Gather Ye Rosebuds

We shall all die.

This is a painful truth that we have to accept, mortals of the rotten earth. Our bodies will deteriorate, we’ll get hit by a speeding cab or we’ll get infected by a deadly virus specially cultured to wipe out the entire earth so ETs can thrive on this planet.

Morbid. Yes.

But the moment you accept the reality that we will all soon fade away or not really fade away, but the reality that we can go somewhere else where death is a foreign notion, then that’s the time that we begin to really live.

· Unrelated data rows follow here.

use axum::{
    extract::FromRequestParts,
    http::{header::AUTHORIZATION, request::Parts, StatusCode},
    response::{IntoResponse, Response},
    Json,
};
use std::collections::HashSet;
use std::sync::Arc;
use tokio::sync::{watch, Mutex};

use crate::predict::{
    CatalogStore, PredictionCoordinator, RoundSnapshot, SelectionState, StationState,
};

use super::api::error::ErrorResponse;
use super::config::{Config, Permission};

#[derive(Clone)]
pub struct AuthenticatedUser {
    pub name: String,
    pub permissions: HashSet<Permission>,
}

impl AuthenticatedUser {
    pub fn has_permission(&self, permission: Permission) -> bool {
        self.permissions.contains(&permission)
    }
}

#[derive(Clone)]
pub struct AppState {
    pub config: Arc<Config>,
    pub coordinator: Arc<Mutex<PredictionCoordinator>>,
    /// Reads the live round without waiting on the coordinator lock.
    pub passes: watch::Receiver<RoundSnapshot>,
    pub catalog: Arc<dyn CatalogStore>,
    pub station: Arc<StationState>,
    pub selection: Arc<SelectionState>,
}

#[derive(Debug, PartialEq)]
pub enum AuthError {
    MissingAuth,
    InvalidFormat,
    InvalidKey,
}

impl IntoResponse for AuthError {
    fn into_response(self) -> Response {
        let error = match self {
            AuthError::MissingAuth => "missing_authorization",
            AuthError::InvalidFormat => "invalid_authorization_format",
            AuthError::InvalidKey => "invalid_api_key",
        };
        (StatusCode::UNAUTHORIZED, Json(ErrorResponse::new(error))).into_response()
    }
}

#[derive(Debug)]
pub struct PermissionError(pub Permission);

impl IntoResponse for PermissionError {
    fn into_response(self) -> Response {
        (
            StatusCode::FORBIDDEN,
            Json(ErrorResponse::with_message(
                "insufficient_permissions",
                &format!("requires {:?}", self.0),
            )),
        )
            .into_response()
    }
}

impl FromRequestParts<AppState> for AuthenticatedUser {
    type Rejection = AuthError;

    async fn from_request_parts(
        parts: &mut Parts,
        state: &AppState,
    ) -> Result<Self, Self::Rejection> {
        let header = parts
            .headers
            .get(AUTHORIZATION)
            .ok_or(AuthError::MissingAuth)?
            .to_str()
            .map_err(|_| AuthError::InvalidFormat)?;

        let key = header
            .strip_prefix("Bearer ")
            .ok_or(AuthError::InvalidFormat)?;

        let api_key = state
            .config
            .find_api_key(key)
            .ok_or(AuthError::InvalidKey)?;

        Ok(AuthenticatedUser {
            name: api_key.name.clone(),
            permissions: api_key.permissions.clone(),
        })
    }
}

pub fn require_permission(
    user: &AuthenticatedUser,
    permission: Permission,
) -> Result<(), PermissionError> {
    if user.has_permission(permission) {
        Ok(())
    } else {
        log::warn!("{} lacks permission {:?}", user.name, permission);
        Err(PermissionError(permission))
    }
}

The thought sometimes of dying scares most of those who have so much more to give. Those who have so much to live for. Those who have so much more to fight for. Those who have so much more to accomplish. But when we die, snap, we won’t get to say “not today.”

This May, I lost two of my family’s close friends. The first was my mother’s bestest friend and the second was my father’s good friend. I am not sure if it was my defense mechanism to not really process their deaths but I had to. Unless I want the rest of my days to be dreary.

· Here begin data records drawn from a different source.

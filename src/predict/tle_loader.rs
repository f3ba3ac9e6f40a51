use std::collections::HashMap;
use std::fs;
use std::path::{Path, PathBuf};

use crate::predict::elements::TleRecord;
use crate::predict::error::PredictError;
use crate::predict::stores::{build_satellites, CatalogStore};
use crate::predict::types::SatelliteInfo;
use crate::predict::Satellite;

pub struct TleEntry {
    pub info: SatelliteInfo,
    pub record: TleRecord,
}

/// Catalog backed by a folder of `.tle`/`.txt` files.
///
/// Files are only split into records here; element sets are parsed when a
/// round asks for them so that one bad entry only drops that satellite.
pub struct TleLoader {
    tle_dir: PathBuf,
    satellites: HashMap<u32, TleEntry>,
}

impl TleLoader {
    pub fn new(tle_dir: PathBuf) -> Self {
        Self {
            tle_dir,
            satellites: HashMap::new(),
        }
    }

    /// Load all TLE files from the directory
    pub fn load_all(&mut self) -> Result<(), PredictError> {
        if !self.tle_dir.exists() {
            return Err(PredictError::DirectoryNotFound(
                self.tle_dir.display().to_string(),
            ));
        }

        self.satellites.clear();

        let entries = fs::read_dir(&self.tle_dir)?;
        for entry in entries {
            let path = entry?.path();
            let is_tle = path.is_file()
                && path
                    .extension()
                    .is_some_and(|ext| ext == "tle" || ext == "txt");
            if !is_tle {
                continue;
            }

            match self.parse_tle_file(&path) {
                Ok(entries) => {
                    for tle_entry in entries {
                        self.satellites.insert(tle_entry.info.norad_id, tle_entry);
                    }
                }
                Err(e) => {
                    log::warn!("Failed to parse TLE file {}: {}", path.display(), e);
                }
            }
        }

        log::info!(
            "Loaded {} TLE records from {}",
            self.satellites.len(),
            self.tle_dir.display()
        );
        Ok(())
    }

    /// Split a single TLE file (may contain multiple satellites) into records
    fn parse_tle_file(&self, path: &Path) -> Result<Vec<TleEntry>, PredictError> {
        let content = fs::read_to_string(path)?;
        let filename = path
            .file_name()
            .unwrap_or_default()
            .to_string_lossy()
            .to_string();

        let mut results = Vec::new();
        for record in parse_multi_tle(&content) {
            let Some(norad_id) = record.norad_id() else {
                log::warn!("{}: skipping TLE without catalog number", filename);
                continue;
            };
            let name = record
                .name
                .clone()
                .unwrap_or_else(|| format!("NORAD {}", norad_id));

            results.push(TleEntry {
                info: SatelliteInfo {
                    name,
                    norad_id,
                    tle_source: filename.clone(),
                },
                record,
            });
        }

        Ok(results)
    }

    pub fn len(&self) -> usize {
        self.satellites.len()
    }

    pub fn is_empty(&self) -> bool {
        self.satellites.is_empty()
    }

    /// Parse every record, returning the ones that fail to load.
    pub fn invalid_entries(&self) -> Vec<(&SatelliteInfo, PredictError)> {
        let mut invalid: Vec<_> = self
            .satellites
            .values()
            .filter_map(|entry| {
                Satellite::from_tle(&entry.record)
                    .err()
                    .map(|e| (&entry.info, e))
            })
            .collect();
        invalid.sort_by_key(|(info, _)| info.norad_id);
        invalid
    }
}

impl CatalogStore for TleLoader {
    fn selected_satellites(&self, norad_ids: &[u32]) -> Vec<Satellite> {
        build_satellites(norad_ids, |id| self.satellites.get(&id).map(|e| &e.record))
    }

    fn entries(&self) -> Vec<SatelliteInfo> {
        let mut entries: Vec<_> = self.satellites.values().map(|e| e.info.clone()).collect();
        entries.sort_by_key(|e| e.norad_id);
        entries
    }
}

/// Parse multi-satellite TLE content
fn parse_multi_tle(content: &str) -> Vec<TleRecord> {
    let lines: Vec<&str> = content
        .lines()
        .map(|l| l.trim())
        .filter(|l| !l.is_empty())
        .collect();

    let mut result = Vec::new();
    let mut i = 0;

    while i < lines.len() {
        if lines[i].starts_with("1 ") && i + 1 < lines.len() && lines[i + 1].starts_with("2 ") {
            // 2-line TLE (no name)
            result.push(TleRecord::new(None, lines[i], lines[i + 1]));
            i += 2;
        } else if i + 2 < lines.len()
            && lines[i + 1].starts_with("1 ")
            && lines[i + 2].starts_with("2 ")
        {
            // 3-line TLE, name may carry a "0 " prefix
            let name = lines[i].strip_prefix("0 ").unwrap_or(lines[i]);
            result.push(TleRecord::new(Some(name), lines[i + 1], lines[i + 2]));
            i += 3;
        } else {
            i += 1; // Skip unknown line
        }
    }

    result
}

Ever since I have discovered that I tend to get so caught up with funerals and make so much drama out of it, I have stopped going. I may see that people try to go on with their lives as normal as they could but I tend to notice the sad eyes, the blank facial expressions and the overpowering sadness that hangs between awkward conversations. And as much as I want to initiate conversations in a funeral, I have always believed that it’s better to shut up or not show up at all.

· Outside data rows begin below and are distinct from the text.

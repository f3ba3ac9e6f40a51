pub mod api;
pub mod api_doc;
pub mod auth;
pub mod config;
pub mod server;

pub use config::Config;
pub use server::run_server;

(This part right here contains spoilers for Game of Thrones/A Song of Ice and Fire fans.)

Or maybe because A Song of Ice and Fire has desensitized me to the brutality of death. Which reminds me that Jojen Reed’s death in the Season Finale of Game of Thrones Season 4 is really depressing in itself.

So what I am trying to say in this post is that life is short. The goal is not to live forever. The goal is to live the life that you’ve always wanted “in a numbered days”. Hashtag The Fault in Our Stars.

Forever is Hans Christian Andersen’s last word in every fairy tale because interestingly life will always echo across generations depending on how strong the voice you’ve raised in your lifetime. Although one may already be buried six feet under, if one has felt strongly about “things” in this world and has expressed it, then this voice won’t get drowned in society’s chaotic streets.

And I intend to raise my voice along with those whose voices are drowned out by the noise of confusion and oppression.

After all, my favorite quote is from The Newsroom’s “Gather ye rosebuds while ye may.”

Soon enough, I will be done with my GE subjects and then I’ll decide what I want to do for the rest of my life. It’s not easy to decide though. In one of my conversations with former Peer Facilitators and overachievers Chester Sales and Rosevelle  Galvez, I have been advised that money makes the world go round.

Truth.

But life is not all about money. If life is all about  accumulating wealth, building big houses, getting the latest gadgets,  traveling across the world once a month, or eating in a posh VIPish restaurant in the metro, then one should have been born an Aquino and go to a school in Katipunan.

What’s interesting to note is that when you talk to people whom you haven’t seen in a long time, they’d always ask how things are: Where are you working? What’s your course in college? Are you married already? [in that order].

Society seems to applaud the citizen with a string of titles beside his name, with a diploma to boast of from this and that school, with a stable job and with the one whose future is already set in the Rosetta Stone.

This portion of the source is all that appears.